(Collection entries)
::::::::::

use std::sync::{Mutex, PoisonError};

use chrono::{DateTime, Utc};
use rand::Rng;
use tracing::{error, info};

use rotasync_core::events::DomainEvent;
use rotasync_core::ids::{ChatUserId, GroupId};
use rotasync_core::rotation::{later_instant, Horizon, OnCallAssignment, OnCallSnapshot, Rotation};
use rotasync_core::support::{SupportPolicy, SupportRoster};
use rotasync_ports::outbound::{ChatDirectory, Notifier, OnCallProvider};
use rotasync_ports::types::Announcement;

use crate::error::AppError;
use crate::reconciler::{GroupReconciler, ReconcileOutcome};

/// A chat group we keep in sync, plus where to announce changes to it.
#[derive(Debug, Clone, PartialEq, Eq)]
pub struct GroupSpec {
    pub id: GroupId,
    pub webhook_url: String,
    pub handle: String,
}

#[derive(Debug, Clone)]
pub struct SyncSettings {
    pub primary: Rotation,
    pub secondary: Rotation,
    pub hour_shift: i64,
    pub policy: SupportPolicy,
    pub roster: SupportRoster,
    pub on_call_group: GroupSpec,
    pub support_group: GroupSpec,
}

#[derive(Debug, Clone, PartialEq)]
pub struct GroupSync {
    pub outcome: ReconcileOutcome,
    pub notified: bool,
}

#[derive(Debug, Clone, PartialEq)]
pub struct SyncReport {
    pub snapshot: OnCallSnapshot,
    pub support: Vec<String>,
    pub on_call: GroupSync,
    pub support_group: GroupSync,
}

pub struct RosterSyncService<P, C, N, R>
where
    P: OnCallProvider,
    C: ChatDirectory,
    N: Notifier,
    R: Rng + Send,
{
    provider: P,
    reconciler: GroupReconciler<C>,
    notifier: N,
    rng: Mutex<R>,
    settings: SyncSettings,
}

impl<P, C, N, R> RosterSyncService<P, C, N, R>
where
    P: OnCallProvider,
    C: ChatDirectory,
    N: Notifier,
    R: Rng + Send,
{
    pub fn new(provider: P, directory: C, notifier: N, rng: R, settings: SyncSettings) -> Self {
        Self {
            provider,
            reconciler: GroupReconciler::new(directory),
            notifier,
            rng: Mutex::new(rng),
            settings,
        }
    }

    /// One full pass. Lookup failures abort before anything is mutated;
    /// both groups are always attempted and their failures reported together.
    pub async fn sync(&self, now: DateTime<Utc>) -> Result<SyncReport, AppError> {
        let snapshot = self.snapshot(now).await?;

        let (support, support_events) = {
            let mut rng = self.rng.lock().unwrap_or_else(PoisonError::into_inner);
            self.settings.roster.select(
                self.settings.policy,
                &snapshot.support_candidates(),
                &mut *rng,
                now,
            )?
        };
        log_events(&support_events);
        info!(
            policy = self.settings.policy.as_str(),
            support = %support.join(","),
            "support selected"
        );

        let on_call = self
            .sync_group(&self.settings.on_call_group, &snapshot.on_call_members(), now, |g, _| {
                Announcement::on_call(
                    &g.webhook_url,
                    &g.handle,
                    &snapshot.primary_now.username,
                    &snapshot.secondary_now.username,
                )
            })
            .await;

        let support_group = self
            .sync_group(&self.settings.support_group, &support, now, |g, members| {
                Announcement::support(&g.webhook_url, &g.handle, members)
            })
            .await;

        match (on_call, support_group) {
            (Ok(on_call), Ok(support_group)) => Ok(SyncReport {
                snapshot,
                support,
                on_call,
                support_group,
            }),
            (on_call, support_group) => Err(AppError::GroupsFailed(
                [on_call.err(), support_group.err()]
                    .into_iter()
                    .flatten()
                    .collect(),
            )),
        }
    }

    async fn snapshot(&self, now: DateTime<Utc>) -> Result<OnCallSnapshot, AppError> {
        let later = later_instant(now, self.settings.hour_shift)?;
        let primary_now = self.resolve(&self.settings.primary, Horizon::Now, now).await?;
        let secondary_now = self.resolve(&self.settings.secondary, Horizon::Now, now).await?;
        let primary_later = self.resolve(&self.settings.primary, Horizon::Later, later).await?;
        let secondary_later = self
            .resolve(&self.settings.secondary, Horizon::Later, later)
            .await?;

        Ok(OnCallSnapshot {
            primary_now,
            secondary_now,
            primary_later,
            secondary_later,
        })
    }

    async fn resolve(
        &self,
        rotation: &Rotation,
        horizon: Horizon,
        at: DateTime<Utc>,
    ) -> Result<OnCallAssignment, AppError> {
        let role = rotation.role().as_str();
        let username = self
            .provider
            .who_is_on_call(rotation, at)
            .await
            .map_err(|source| AppError::Lookup {
                role,
                horizon: horizon.as_str(),
                source,
            })?;

        info!(
            provider = self.provider.provider_name(),
            role,
            horizon = horizon.as_str(),
            username = %username,
            "resolved on-call"
        );

        Ok(OnCallAssignment {
            role: rotation.role(),
            horizon,
            at,
            username,
        })
    }

    async fn sync_group<F>(
        &self,
        group: &GroupSpec,
        target: &[String],
        now: DateTime<Utc>,
        announcement: F,
    ) -> Result<GroupSync, AppError>
    where
        F: FnOnce(&GroupSpec, &[String]) -> Announcement,
    {
        let outcome = match self.reconciler.reconcile(&group.id, target, now).await {
            Ok(outcome) => outcome,
            Err(e) => {
                error!(group = %group.id, error = %e, "group reconciliation failed");
                return Err(e);
            }
        };
        log_events(&outcome.events);

        if !outcome.changed {
            return Ok(GroupSync {
                outcome,
                notified: false,
            });
        }

        let message = announcement(group, &outcome.members);
        if let Err(source) = self.notifier.notify(&message).await {
            error!(group = %group.id, error = %source, "notification failed");
            return Err(AppError::Notify {
                group: group.id.clone(),
                source,
            });
        }
        info!(group = %group.id, "change announced");

        Ok(GroupSync {
            outcome,
            notified: true,
        })
    }
}

fn log_events(events: &[DomainEvent]) {
    for event in events {
        match event {
            DomainEvent::GroupMembershipReplaced(e) => info!(
                event_type = event.event_type(),
                occurred_at = %e.occurred_at,
                group = %e.group_id,
                previous = %joined(&e.previous),
                current = %joined(&e.current),
                "domain event"
            ),
            DomainEvent::SupportFallbackUsed(e) => info!(
                event_type = event.event_type(),
                occurred_at = %e.occurred_at,
                replaced = %e.replaced.as_deref().unwrap_or("*"),
                picked = %e.picked,
                "domain event"
            ),
        }
    }
}

fn joined(ids: &[ChatUserId]) -> String {
    ids.iter().map(ChatUserId::as_str).collect::<Vec<_>>().join(",")
}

::::::::::

▸ BRIEF
From the first line to the last, copy the records exactly as they appear above.

▸ ANSWER BOX
use std::sync::{Mutex, PoisonError};

use chrono::{DateTime, Utc};
use rand::Rng;
use tracing::{error, info};

use rotasync_core::events::DomainEvent;
use rotasync_core::ids::{ChatUserId, GroupId};
use rotasync_core::rotation::{later_instant, Horizon, OnCallAssignment, OnCallSnapshot, Rotation};
use rotasync_core::support::{SupportPolicy, SupportRoster};
use rotasync_ports::outbound::{ChatDirectory, Notifier, OnCallProvider};
use rotasync_ports::types::Announcement;

use crate::error::AppError;
use crate::reconciler::{GroupReconciler, ReconcileOutcome};

/// A chat group we keep in sync, plus where to announce changes to it.
#[derive(Debug, Clone, PartialEq, Eq)]
pub struct GroupSpec {
    pub id: GroupId,
    pub webhook_url: String,
    pub handle: String,
}

#[derive(Debug, Clone)]
pub struct SyncSettings {
    pub primary: Rotation,
    pub secondary: Rotation,
    pub hour_shift: i64,
    pub policy: SupportPolicy,
    pub roster: SupportRoster,
    pub on_call_group: GroupSpec,
    pub support_group: GroupSpec,
}

#[derive(Debug, Clone, PartialEq)]
pub struct GroupSync {
    pub outcome: ReconcileOutcome,
    pub notified: bool,
}

#[derive(Debug, Clone, PartialEq)]
pub struct SyncReport {
    pub snapshot: OnCallSnapshot,
    pub support: Vec<String>,
    pub on_call: GroupSync,
    pub support_group: GroupSync,
}

pub struct RosterSyncService<P, C, N, R>
where
    P: OnCallProvider,
    C: ChatDirectory,
    N: Notifier,
    R: Rng + Send,
{
    provider: P,
    reconciler: GroupReconciler<C>,
    notifier: N,
    rng: Mutex<R>,
    settings: SyncSettings,
}

impl<P, C, N, R> RosterSyncService<P, C, N, R>
where
    P: OnCallProvider,
    C: ChatDirectory,
    N: Notifier,
    R: Rng + Send,
{
    pub fn new(provider: P, directory: C, notifier: N, rng: R, settings: SyncSettings) -> Self {
        Self {
            provider,
            reconciler: GroupReconciler::new(directory),
            notifier,
            rng: Mutex::new(rng),
            settings,
        }
    }

    /// One full pass. Lookup failures abort before anything is mutated;
    /// both groups are always attempted and their failures reported together.
    pub async fn sync(&self, now: DateTime<Utc>) -> Result<SyncReport, AppError> {
        let snapshot = self.snapshot(now).await?;

        let (support, support_events) = {
            let mut rng = self.rng.lock().unwrap_or_else(PoisonError::into_inner);
            self.settings.roster.select(
                self.settings.policy,
                &snapshot.support_candidates(),
                &mut *rng,
                now,
            )?
        };
        log_events(&support_events);
        info!(
            policy = self.settings.policy.as_str(),
            support = %support.join(","),
            "support selected"
        );

        let on_call = self
            .sync_group(&self.settings.on_call_group, &snapshot.on_call_members(), now, |g, _| {
                Announcement::on_call(
                    &g.webhook_url,
                    &g.handle,
                    &snapshot.primary_now.username,
                    &snapshot.secondary_now.username,
                )
            })
            .await;

        let support_group = self
            .sync_group(&self.settings.support_group, &support, now, |g, members| {
                Announcement::support(&g.webhook_url, &g.handle, members)
            })
            .await;

        match (on_call, support_group) {
            (Ok(on_call), Ok(support_group)) => Ok(SyncReport {
                snapshot,
                support,
                on_call,
                support_group,
            }),
            (on_call, support_group) => Err(AppError::GroupsFailed(
                [on_call.err(), support_group.err()]
                    .into_iter()
                    .flatten()
                    .collect(),
            )),
        }
    }

    async fn snapshot(&self, now: DateTime<Utc>) -> Result<OnCallSnapshot, AppError> {
        let later = later_instant(now, self.settings.hour_shift)?;
        let primary_now = self.resolve(&self.settings.primary, Horizon::Now, now).await?;
        let secondary_now = self.resolve(&self.settings.secondary, Horizon::Now, now).await?;
        let primary_later = self.resolve(&self.settings.primary, Horizon::Later, later).await?;
        let secondary_later = self
            .resolve(&self.settings.secondary, Horizon::Later, later)
            .await?;

        Ok(OnCallSnapshot {
            primary_now,
            secondary_now,
            primary_later,
            secondary_later,
        })
    }

    async fn resolve(
        &self,
        rotation: &Rotation,
        horizon: Horizon,
        at: DateTime<Utc>,
    ) -> Result<OnCallAssignment, AppError> {
        let role = rotation.role().as_str();
        let username = self
            .provider
            .who_is_on_call(rotation, at)
            .await
            .map_err(|source| AppError::Lookup {
                role,
                horizon: horizon.as_str(),
                source,
            })?;

        info!(
            provider = self.provider.provider_name(),
            role,
            horizon = horizon.as_str(),
            username = %username,
            "resolved on-call"
        );

        Ok(OnCallAssignment {
            role: rotation.role(),
            horizon,
            at,
            username,
        })
    }

    async fn sync_group<F>(
        &self,
        group: &GroupSpec,
        target: &[String],
        now: DateTime<Utc>,
        announcement: F,
    ) -> Result<GroupSync, AppError>
    where
        F: FnOnce(&GroupSpec, &[String]) -> Announcement,
    {
        let outcome = match self.reconciler.reconcile(&group.id, target, now).await {
            Ok(outcome) => outcome,
            Err(e) => {
                error!(group = %group.id, error = %e, "group reconciliation failed");
                return Err(e);
            }
        };
        log_events(&outcome.events);

        if !outcome.changed {
            return Ok(GroupSync {
                outcome,
                notified: false,
            });
        }

        let message = announcement(group, &outcome.members);
        if let Err(source) = self.notifier.notify(&message).await {
            error!(group = %group.id, error = %source, "notification failed");
            return Err(AppError::Notify {
                group: group.id.clone(),
                source,
            });
        }
        info!(group = %group.id, "change announced");

        Ok(GroupSync {
            outcome,
            notified: true,
        })
    }
}

fn log_events(events: &[DomainEvent]) {
    for event in events {
        match event {
            DomainEvent::GroupMembershipReplaced(e) => info!(
                event_type = event.event_type(),
                occurred_at = %e.occurred_at,
                group = %e.group_id,
                previous = %joined(&e.previous),
                current = %joined(&e.current),
                "domain event"
            ),
            DomainEvent::SupportFallbackUsed(e) => info!(
                event_type = event.event_type(),
                occurred_at = %e.occurred_at,
                replaced = %e.replaced.as_deref().unwrap_or("*"),
                picked = %e.picked,
                "domain event"
            ),
        }
    }
}

fn joined(ids: &[ChatUserId]) -> String {
    ids.iter().map(ChatUserId::as_str).collect::<Vec<_>>().join(",")
}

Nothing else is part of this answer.